The response should be the lines of the data, starting at the first and ending at the one that contains "use crate::api::ImxApi;", copied without change.

───── Dataset excerpts ─────

//! StarkEx core contract bindings

use alloy::sol;

sol! {
    /// Core contract interface: L1 entry points for moving funds in and out
    /// of the L2 state tree.
    #[sol(rpc)]
    interface ICore {
        /// Deposit ETH into the vault identified by (starkKey, assetType, vaultId).
        /// The deposited amount is the transaction value.
        function deposit(
            uint256 starkKey,
            uint256 assetType,
            uint256 vaultId
        ) external payable;

        /// Deposit a quantized ERC20 amount
        function depositERC20(
            uint256 starkKey,
            uint256 assetType,
            uint256 vaultId,
            uint256 quantizedAmount
        ) external;

        /// Deposit a single ERC721 token
        function depositNft(
            uint256 starkKey,
            uint256 assetType,
            uint256 vaultId,
            uint256 tokenId
        ) external;

        /// Withdraw the full pending balance of a fungible asset
        function withdraw(uint256 ownerKey, uint256 assetType) external;

        /// Withdraw a pending ERC721 token
        function withdrawNft(
            uint256 ownerKey,
            uint256 assetType,
            uint256 tokenId
        ) external;

        /// Withdraw a mintable token, minting it on L1 from the blob
        function withdrawAndMint(
            uint256 ownerKey,
            uint256 assetType,
            bytes calldata mintingBlob
        ) external;

        /// Pending withdrawal balance for an owner key and asset id
        function getWithdrawalBalance(
            uint256 ownerKey,
            uint256 assetId
        ) external view returns (uint256);

        /// Emitted when a withdrawal is performed
        event LogWithdrawalPerformed(
            uint256 ownerKey,
            uint256 assetType,
            uint256 nonQuantizedAmount,
            uint256 quantizedAmount,
            address recipient
        );
    }
}
//! Deposit workflows: move funds from L1 into L2
//!
//! Each variant runs the same machine — approve spend where the standard
//! requires it, fetch the signable deposit, encode the asset, execute the
//! on-chain deposit — and returns the submitted transaction hash without
//! awaiting confirmation.

use crate::api::types::{EncodeAssetRequest, GetSignableDepositRequest};
use crate::api::ImxApi;
use crate::config::ProviderConfiguration;
use crate::constants::{parse_stark_key, parse_u256, NFT_AMOUNT};
use crate::contracts::{ICore, IERC20, IERC721};
use crate::error::Result;
use crate::signer::{EthSigner, TxRequest};
use crate::types::Token;
use alloy::primitives::{Address, TxHash, U256};
use alloy::sol_types::SolCall;
use tracing::info;

/// Dispatch a deposit by token variant.
pub async fn deposit<A, E>(
    api: &A,
    signer: &E,
    config: &ProviderConfiguration,
    token: &Token,
    amount: U256,
) -> Result<TxHash>
where
    A: ImxApi,
    E: EthSigner,
{
    match token {
        Token::Eth => deposit_eth(api, signer, config, amount).await,
        Token::Erc20 { token_address } => {
            deposit_erc20(api, signer, config, *token_address, amount).await
        }
        Token::Erc721 {
            token_address,
            token_id,
        } => deposit_erc721(api, signer, config, *token_address, token_id).await,
    }
}

/// Deposit ETH. The amount is an integer wei value carried as the
/// transaction value of the payable deposit call.
pub async fn deposit_eth<A, E>(
    api: &A,
    signer: &E,
    config: &ProviderConfiguration,
    amount: U256,
) -> Result<TxHash>
where
    A: ImxApi,
    E: EthSigner,
{
    let signable = api
        .get_signable_deposit(GetSignableDepositRequest {
            user: signer.address().to_string(),
            token: Token::Eth.to_signable(None),
            amount: amount.to_string(),
        })
        .await?;
    let encoded = api
        .encode_asset(EncodeAssetRequest {
            token: Token::Eth.to_encode(None),
        })
        .await?;

    let call = ICore::depositCall {
        starkKey: parse_stark_key(&signable.stark_key)?,
        assetType: parse_u256(&encoded.asset_type)?,
        vaultId: U256::from(signable.vault_id),
    };
    let tx = TxRequest::new(config.core_contract_address, call.abi_encode()).with_value(amount);
    let hash = signer.send_transaction(tx).await?;
    info!(%hash, %amount, "submitted ETH deposit");
    Ok(hash)
}

/// Deposit an ERC20 amount (integer, in the token's smallest unit).
/// Resolves the token's decimals from the API, grants the core contract an
/// allowance, then executes the deposit with the quantized amount echoed
/// from the signable response.
pub async fn deposit_erc20<A, E>(
    api: &A,
    signer: &E,
    config: &ProviderConfiguration,
    token_address: Address,
    amount: U256,
) -> Result<TxHash>
where
    A: ImxApi,
    E: EthSigner,
{
    let details = api.get_token_details(&token_address.to_string()).await?;

    let approve = IERC20::approveCall {
        spender: config.core_contract_address,
        amount,
    };
    signer
        .send_transaction(TxRequest::new(token_address, approve.abi_encode()))
        .await?;

    let token = Token::erc20(token_address);
    let signable = api
        .get_signable_deposit(GetSignableDepositRequest {
            user: signer.address().to_string(),
            token: token.to_signable(Some(details.decimals)),
            amount: amount.to_string(),
        })
        .await?;
    let encoded = api
        .encode_asset(EncodeAssetRequest {
            token: token.to_encode(None),
        })
        .await?;

    let call = ICore::depositERC20Call {
        starkKey: parse_stark_key(&signable.stark_key)?,
        assetType: parse_u256(&encoded.asset_type)?,
        vaultId: U256::from(signable.vault_id),
        quantizedAmount: parse_u256(&signable.amount)?,
    };
    let tx = TxRequest::new(config.core_contract_address, call.abi_encode());
    let hash = signer.send_transaction(tx).await?;
    info!(%hash, %token_address, %amount, "submitted ERC20 deposit");
    Ok(hash)
}

/// Deposit a single ERC721 token. Grants the core contract operator rights
/// only when it does not hold them already.
pub async fn deposit_erc721<A, E>(
    api: &A,
    signer: &E,
    config: &ProviderConfiguration,
    token_address: Address,
    token_id: &str,
) -> Result<TxHash>
where
    A: ImxApi,
    E: EthSigner,
{
    let approved_call = IERC721::isApprovedForAllCall {
        owner: signer.address(),
        operator: config.core_contract_address,
    };
    let data = signer
        .call(token_address, approved_call.abi_encode().into())
        .await?;
    let approved = IERC721::isApprovedForAllCall::abi_decode_returns(&data)?;

    if !approved {
        let approval = IERC721::setApprovalForAllCall {
            operator: config.core_contract_address,
            approved: true,
        };
        signer
            .send_transaction(TxRequest::new(token_address, approval.abi_encode()))
            .await?;
    }

    let token = Token::erc721(token_address, token_id);
    let signable = api
        .get_signable_deposit(GetSignableDepositRequest {
            user: signer.address().to_string(),
            token: token.to_signable(None),
            amount: NFT_AMOUNT.to_string(),
        })
        .await?;
    let encoded = api
        .encode_asset(EncodeAssetRequest {
            token: token.to_encode(None),
        })
        .await?;

    let call = ICore::depositNftCall {
        starkKey: parse_stark_key(&signable.stark_key)?,
        assetType: parse_u256(&encoded.asset_type)?,
        vaultId: U256::from(signable.vault_id),
        tokenId: parse_u256(token_id)?,
    };
    let tx = TxRequest::new(config.core_contract_address, call.abi_encode());
    let hash = signer.send_transaction(tx).await?;
    info!(%hash, %token_address, token_id, "submitted ERC721 deposit");
    Ok(hash)
}

#[cfg(test)]
mod tests {
    use super::*;
    use crate::api::types::SignableToken;
    use crate::testutil::{MockApi, MockEthSigner};
    use alloy::sol_types::SolValue;

    fn address() -> Address {
        "0x7e5f4552091a69125d5dfcb7b8c2659029395bdf"
            .parse()
            .unwrap()
    }

    fn token_address() -> Address {
        "0x1111111111111111111111111111111111111111"
            .parse()
            .unwrap()
    }

    #[tokio::test]
    async fn eth_deposit_sends_signable_request_and_returns_tx_hash() {
        let api = MockApi::default();
        let signer = MockEthSigner::new(address(), 1);
        let config = ProviderConfiguration::sandbox();
        let amount = U256::from(10u64).pow(U256::from(18u64));

        let hash = deposit_eth(&api, &signer, &config, amount).await.unwrap();
        assert_eq!(hash, signer.tx_hash);

        let request = api.signable_deposit.lock().unwrap().clone().unwrap();
        assert_eq!(request.user, address().to_string());
        assert_eq!(request.amount, "1000000000000000000");
        assert_eq!(request.token, SignableToken::Eth { decimals: 18 });

        let sent = signer.sent.lock().unwrap();
        assert_eq!(sent.len(), 1);
        assert_eq!(sent[0].to, config.core_contract_address);
        assert_eq!(sent[0].value, amount);
        assert_eq!(&sent[0].data[..4], ICore::depositCall::SELECTOR);
    }

    #[tokio::test]
    async fn erc20_deposit_runs_steps_in_order() {
        let api = MockApi::default().with_quantized_amount("250");
        let signer = MockEthSigner::new(address(), 1).with_shared_log(api.log.clone());
        let config = ProviderConfiguration::sandbox();

        deposit_erc20(&api, &signer, &config, token_address(), U256::from(2500u64))
            .await
            .unwrap();

        assert_eq!(
            api.log.entries(),
            vec![
                "api.get_token_details",
                "eth.send_transaction", // approve
                "api.get_signable_deposit",
                "api.encode_asset",
                "eth.send_transaction", // deposit
            ]
        );

        let sent = signer.sent.lock().unwrap();
        assert_eq!(&sent[0].data[..4], IERC20::approveCall::SELECTOR);
        assert_eq!(sent[0].to, token_address());
        assert_eq!(&sent[1].data[..4], ICore::depositERC20Call::SELECTOR);
        let call = ICore::depositERC20Call::abi_decode(&sent[1].data).unwrap();
        assert_eq!(call.quantizedAmount, U256::from(250u64));
    }

    #[tokio::test]
    async fn erc721_deposit_skips_approval_when_operator_is_set() {
        let api = MockApi::default();
        let signer =
            MockEthSigner::new(address(), 1).with_call_return(Ok(true.abi_encode().into()));
        let config = ProviderConfiguration::sandbox();

        deposit_erc721(&api, &signer, &config, token_address(), "99")
            .await
            .unwrap();

        let sent = signer.sent.lock().unwrap();
        assert_eq!(sent.len(), 1);
        assert_eq!(&sent[0].data[..4], ICore::depositNftCall::SELECTOR);

        let request = api.signable_deposit.lock().unwrap().clone().unwrap();
        assert_eq!(request.amount, "1");
    }

    #[tokio::test]
    async fn erc721_deposit_grants_operator_when_missing() {
        let api = MockApi::default();
        let signer =
            MockEthSigner::new(address(), 1).with_call_return(Ok(false.abi_encode().into()));
        let config = ProviderConfiguration::sandbox();

        deposit_erc721(&api, &signer, &config, token_address(), "99")
            .await
            .unwrap();

        let sent = signer.sent.lock().unwrap();
        assert_eq!(sent.len(), 2);
        assert_eq!(&sent[0].data[..4], IERC721::setApprovalForAllCall::SELECTOR);
        assert_eq!(&sent[1].data[..4], ICore::depositNftCall::SELECTOR);
    }
}
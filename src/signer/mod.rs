//! Signer abstractions for the Immutable X SDK
//!
//! Every provider holds a pair of independent signers: an Ethereum (L1)
//! signer that produces personal-message signatures and submits
//! transactions, and a Stark-curve (L2) signer that signs payload hashes.
//! The L2 key may live in the same process ([`LocalStarkSigner`]) or behind
//! a wallet connection ([`ChannelStarkSigner`]).

mod local;
mod remote;
mod stark;

pub use local::LocalEthSigner;
pub use remote::ChannelStarkSigner;
pub use stark::LocalStarkSigner;

use alloy::primitives::{Address, Bytes, TxHash, U256};
use eyre::Result;

/// Transaction request parameters
#[derive(Debug, Clone)]
pub struct TxRequest {
    /// Target contract address
    pub to: Address,
    /// Transaction value in wei
    pub value: U256,
    /// Encoded calldata
    pub data: Bytes,
    /// Optional gas limit override
    pub gas_limit: Option<u64>,
}

impl TxRequest {
    /// Create a new transaction request
    pub fn new(to: Address, data: impl Into<Bytes>) -> Self {
        Self {
            to,
            value: U256::ZERO,
            data: data.into(),
            gas_limit: None,
        }
    }

    /// Set transaction value
    pub fn with_value(mut self, value: U256) -> Self {
        self.value = value;
        self
    }

    /// Set gas limit
    pub fn with_gas_limit(mut self, gas_limit: u64) -> Self {
        self.gas_limit = Some(gas_limit);
        self
    }
}

/// Ethereum (L1) signing capability.
///
/// Besides signing, the trait carries the two provider reads the workflows
/// need: the connected chain id (validated against configuration before any
/// operation) and plain `eth_call` lookups.
pub trait EthSigner: Send + Sync {
    /// Returns the signer's EVM address
    fn address(&self) -> Address;

    /// Returns the chain id the signer's provider is connected to
    fn chain_id(&self) -> impl std::future::Future<Output = Result<u64>> + Send;

    /// Signs a personal (EIP-191) message, returning the 0x-prefixed
    /// 65-byte signature
    fn sign_message(
        &self,
        message: &[u8],
    ) -> impl std::future::Future<Output = Result<String>> + Send;

    /// Read-only contract call
    fn call(
        &self,
        to: Address,
        data: Bytes,
    ) -> impl std::future::Future<Output = Result<Bytes>> + Send;

    /// Signs and sends a transaction, returning the transaction hash
    /// without awaiting confirmation
    fn send_transaction(
        &self,
        tx: TxRequest,
    ) -> impl std::future::Future<Output = Result<TxHash>> + Send;
}

/// Stark-curve (L2) signing capability.
pub trait StarkSigner: Send + Sync {
    /// The Stark public key this signer controls, as a 0x-prefixed hex felt
    fn public_key(&self) -> &str;

    /// Signs a signable payload hash, returning the 0x-prefixed r‖s
    /// signature
    fn sign_message(
        &self,
        payload_hash: &str,
    ) -> impl std::future::Future<Output = Result<String>> + Send;
}
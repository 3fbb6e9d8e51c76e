use std::sync::Arc;

use axum::{
    Extension, Json,
    extract::{Path, State},
    http::StatusCode,
};

use crate::{
    db::{
        comment::{
            comment_on_manga, edit_comment, get_comments_by_manga, like_comment, remove_comment,
            reply_to_comment,
        },
        error::DatabaseError,
    },
    error::Error,
    model::{Comment, User},
    state::SharedAppState,
};

use super::{UrlPath, require_administrator, require_reader};

#[derive(serde::Deserialize, Debug)]
pub struct CommentRequest {
    pub body: String,
}

#[tracing::instrument(
    name = "[GET] manga/{id}/comments",
    skip_all,
    fields(path.id = path.id)
)]
pub async fn index(
    State(app_state): State<SharedAppState>,
    Path(path): Path<UrlPath>,
) -> Result<Json<Vec<Comment>>, Error> {
    let result = get_comments_by_manga(&app_state.pool, path.id).await?;

    Ok(Json(result))
}

#[tracing::instrument(
    name = "[POST] manga/{id}/comments",
    skip_all,
    fields(path.id = path.id)
)]
pub async fn store(
    Extension(user): Extension<Arc<User>>,
    State(app_state): State<SharedAppState>,
    Path(path): Path<UrlPath>,
    Json(request): Json<CommentRequest>,
) -> Result<(StatusCode, Json<Comment>), Error> {
    let reader_id = require_reader(&user)?;

    let mut tx = app_state.pool.begin().await.map_err(DatabaseError::from)?;
    let comment = comment_on_manga(&mut tx, reader_id, path.id, &request.body).await?;
    tx.commit().await.map_err(DatabaseError::from)?;

    Ok((StatusCode::CREATED, Json(comment)))
}

#[tracing::instrument(name = "[PUT] comments/{id}", skip_all, fields(path.id = path.id))]
pub async fn update(
    Extension(user): Extension<Arc<User>>,
    State(app_state): State<SharedAppState>,
    Path(path): Path<UrlPath>,
    Json(request): Json<CommentRequest>,
) -> Result<Json<Comment>, Error> {
    let reader_id = require_reader(&user)?;

    let mut tx = app_state.pool.begin().await.map_err(DatabaseError::from)?;
    let comment = edit_comment(&mut tx, reader_id, path.id, &request.body).await?;
    tx.commit().await.map_err(DatabaseError::from)?;

    Ok(Json(comment))
}

#[tracing::instrument(
    name = "[POST] comments/{id}/replies",
    skip_all,
    fields(path.id = path.id)
)]
pub async fn reply(
    Extension(user): Extension<Arc<User>>,
    State(app_state): State<SharedAppState>,
    Path(path): Path<UrlPath>,
    Json(request): Json<CommentRequest>,
) -> Result<(StatusCode, Json<Comment>), Error> {
    let reader_id = require_reader(&user)?;

    let mut tx = app_state.pool.begin().await.map_err(DatabaseError::from)?;
    let comment = reply_to_comment(&mut tx, reader_id, path.id, &request.body).await?;
    tx.commit().await.map_err(DatabaseError::from)?;

    Ok((StatusCode::CREATED, Json(comment)))
}

#[tracing::instrument(
    name = "[POST] comments/{id}/like",
    skip_all,
    fields(path.id = path.id)
)]
pub async fn like(
    Extension(user): Extension<Arc<User>>,
    State(app_state): State<SharedAppState>,
    Path(path): Path<UrlPath>,
) -> Result<Json<Comment>, Error> {
    require_reader(&user)?;

    let mut tx = app_state.pool.begin().await.map_err(DatabaseError::from)?;
    let comment = like_comment(&mut tx, path.id).await?;
    tx.commit().await.map_err(DatabaseError::from)?;

    Ok(Json(comment))
}

#[tracing::instrument(name = "[DELETE] comments/{id}", skip_all, fields(path.id = path.id))]
pub async fn destroy(
    Extension(user): Extension<Arc<User>>,
    State(app_state): State<SharedAppState>,
    Path(path): Path<UrlPath>,
) -> Result<StatusCode, Error> {
    require_administrator(&user)?;

    let mut tx = app_state.pool.begin().await.map_err(DatabaseError::from)?;
    remove_comment(&mut tx, path.id).await?;
    tx.commit().await.map_err(DatabaseError::from)?;

    Ok(StatusCode::NO_CONTENT)
}
use sqlx::PgPool;

use crate::{
    error::Error,
    model::{Comment, validate_comment_body},
};

use super::{
    PostgresTransaction, error::DatabaseError, manga::find_manga, user::ensure_reader_exists,
};

const COMMENT_COLUMNS: &str = "id, reader_id, manga_id, body, likes, created_at";

async fn insert_comment(
    tx: &mut PostgresTransaction,
    reader_id: i64,
    manga_id: i64,
    body: &str,
) -> Result<Comment, Error> {
    sqlx::query_as::<_, Comment>(&format!(
        r#"
        INSERT INTO comments
            (reader_id, manga_id, body)
        VALUES
            ($1, $2, $3)
        RETURNING {COMMENT_COLUMNS};
    "#
    ))
    .bind(reader_id)
    .bind(manga_id)
    .bind(body)
    .fetch_one(&mut **tx)
    .await
    .map_err(|e| DatabaseError::from(e).into())
}

/// Always inserts a new comment; repeated text is not deduplicated.
#[tracing::instrument(name = "comment on manga", skip(tx, body))]
pub async fn comment_on_manga(
    tx: &mut PostgresTransaction,
    reader_id: i64,
    manga_id: i64,
    body: &str,
) -> Result<Comment, Error> {
    validate_comment_body(body).map_err(Error::Validation)?;

    ensure_reader_exists(&mut **tx, reader_id).await?;
    find_manga(&mut **tx, manga_id).await?;

    insert_comment(tx, reader_id, manga_id, body).await
}

/// Answers a comment with a new comment on the same manga, addressed to its author.
#[tracing::instrument(name = "reply to comment", skip(tx, body))]
pub async fn reply_to_comment(
    tx: &mut PostgresTransaction,
    reader_id: i64,
    comment_id: i64,
    body: &str,
) -> Result<Comment, Error> {
    validate_comment_body(body).map_err(Error::Validation)?;
    ensure_reader_exists(&mut **tx, reader_id).await?;

    let (manga_id, codename): (i64, String) = sqlx::query_as(
        r#"
        SELECT
            comments.manga_id, readers.codename
        FROM
            comments
        INNER JOIN
            readers ON readers.user_id = comments.reader_id
        WHERE
            comments.id = $1;
    "#,
    )
    .bind(comment_id)
    .fetch_optional(&mut **tx)
    .await
    .map_err(DatabaseError::from)?
    .ok_or(DatabaseError::NotFound)?;

    let reply = format!("@{}: {}", codename, body);
    validate_comment_body(&reply).map_err(Error::Validation)?;

    insert_comment(tx, reader_id, manga_id, &reply).await
}

/// Adds one like. Not a toggle: every call counts.
#[tracing::instrument(name = "like comment", skip(tx))]
pub async fn like_comment(tx: &mut PostgresTransaction, comment_id: i64) -> Result<Comment, Error> {
    sqlx::query_as::<_, Comment>(&format!(
        "UPDATE comments SET likes = likes + 1 WHERE id = $1 RETURNING {COMMENT_COLUMNS}"
    ))
    .bind(comment_id)
    .fetch_optional(&mut **tx)
    .await
    .map_err(DatabaseError::from)?
    .ok_or_else(|| DatabaseError::NotFound.into())
}

/// Replaces the text of a comment written by `reader_id`.
#[tracing::instrument(name = "edit comment", skip(tx, body))]
pub async fn edit_comment(
    tx: &mut PostgresTransaction,
    reader_id: i64,
    comment_id: i64,
    body: &str,
) -> Result<Comment, Error> {
    validate_comment_body(body).map_err(Error::Validation)?;

    sqlx::query_as::<_, Comment>(&format!(
        r#"
        UPDATE comments
        SET
            body = $3
        WHERE
            id = $1 AND reader_id = $2
        RETURNING {COMMENT_COLUMNS};
    "#
    ))
    .bind(comment_id)
    .bind(reader_id)
    .bind(body)
    .fetch_optional(&mut **tx)
    .await
    .map_err(DatabaseError::from)?
    .ok_or_else(|| DatabaseError::NotFound.into())
}

#[tracing::instrument(name = "remove comment", skip(tx))]
pub async fn remove_comment(tx: &mut PostgresTransaction, comment_id: i64) -> Result<(), Error> {
    let result = sqlx::query("DELETE FROM comments WHERE id = $1")
        .bind(comment_id)
        .execute(&mut **tx)
        .await
        .map_err(DatabaseError::from)?;

    if result.rows_affected() == 0 {
        return Err(DatabaseError::NotFound.into());
    }

    Ok(())
}

#[tracing::instrument(name = "get comments by manga", skip(pool))]
pub async fn get_comments_by_manga(pool: &PgPool, manga_id: i64) -> Result<Vec<Comment>, Error> {
    sqlx::query_as::<_, Comment>(&format!(
        "SELECT {COMMENT_COLUMNS} FROM comments WHERE manga_id = $1 ORDER BY created_at, id"
    ))
    .bind(manga_id)
    .fetch_all(pool)
    .await
    .map_err(|e| DatabaseError::from(e).into())
}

─────

[Exercise response]:
//! StarkEx core contract bindings

use alloy::sol;

sol! {
    /// Core contract interface: L1 entry points for moving funds in and out
    /// of the L2 state tree.
    #[sol(rpc)]
    interface ICore {
        /// Deposit ETH into the vault identified by (starkKey, assetType, vaultId).
        /// The deposited amount is the transaction value.
        function deposit(
            uint256 starkKey,
            uint256 assetType,
            uint256 vaultId
        ) external payable;

        /// Deposit a quantized ERC20 amount
        function depositERC20(
            uint256 starkKey,
            uint256 assetType,
            uint256 vaultId,
            uint256 quantizedAmount
        ) external;

        /// Deposit a single ERC721 token
        function depositNft(
            uint256 starkKey,
            uint256 assetType,
            uint256 vaultId,
            uint256 tokenId
        ) external;

        /// Withdraw the full pending balance of a fungible asset
        function withdraw(uint256 ownerKey, uint256 assetType) external;

        /// Withdraw a pending ERC721 token
        function withdrawNft(
            uint256 ownerKey,
            uint256 assetType,
            uint256 tokenId
        ) external;

        /// Withdraw a mintable token, minting it on L1 from the blob
        function withdrawAndMint(
            uint256 ownerKey,
            uint256 assetType,
            bytes calldata mintingBlob
        ) external;

        /// Pending withdrawal balance for an owner key and asset id
        function getWithdrawalBalance(
            uint256 ownerKey,
            uint256 assetId
        ) external view returns (uint256);

        /// Emitted when a withdrawal is performed
        event LogWithdrawalPerformed(
            uint256 ownerKey,
            uint256 assetType,
            uint256 nonQuantizedAmount,
            uint256 quantizedAmount,
            address recipient
        );
    }
}
//! Deposit workflows: move funds from L1 into L2
//!
//! Each variant runs the same machine — approve spend where the standard
//! requires it, fetch the signable deposit, encode the asset, execute the
//! on-chain deposit — and returns the submitted transaction hash without
//! awaiting confirmation.

use crate::api::types::{EncodeAssetRequest, GetSignableDepositRequest};
use crate::api::ImxApi;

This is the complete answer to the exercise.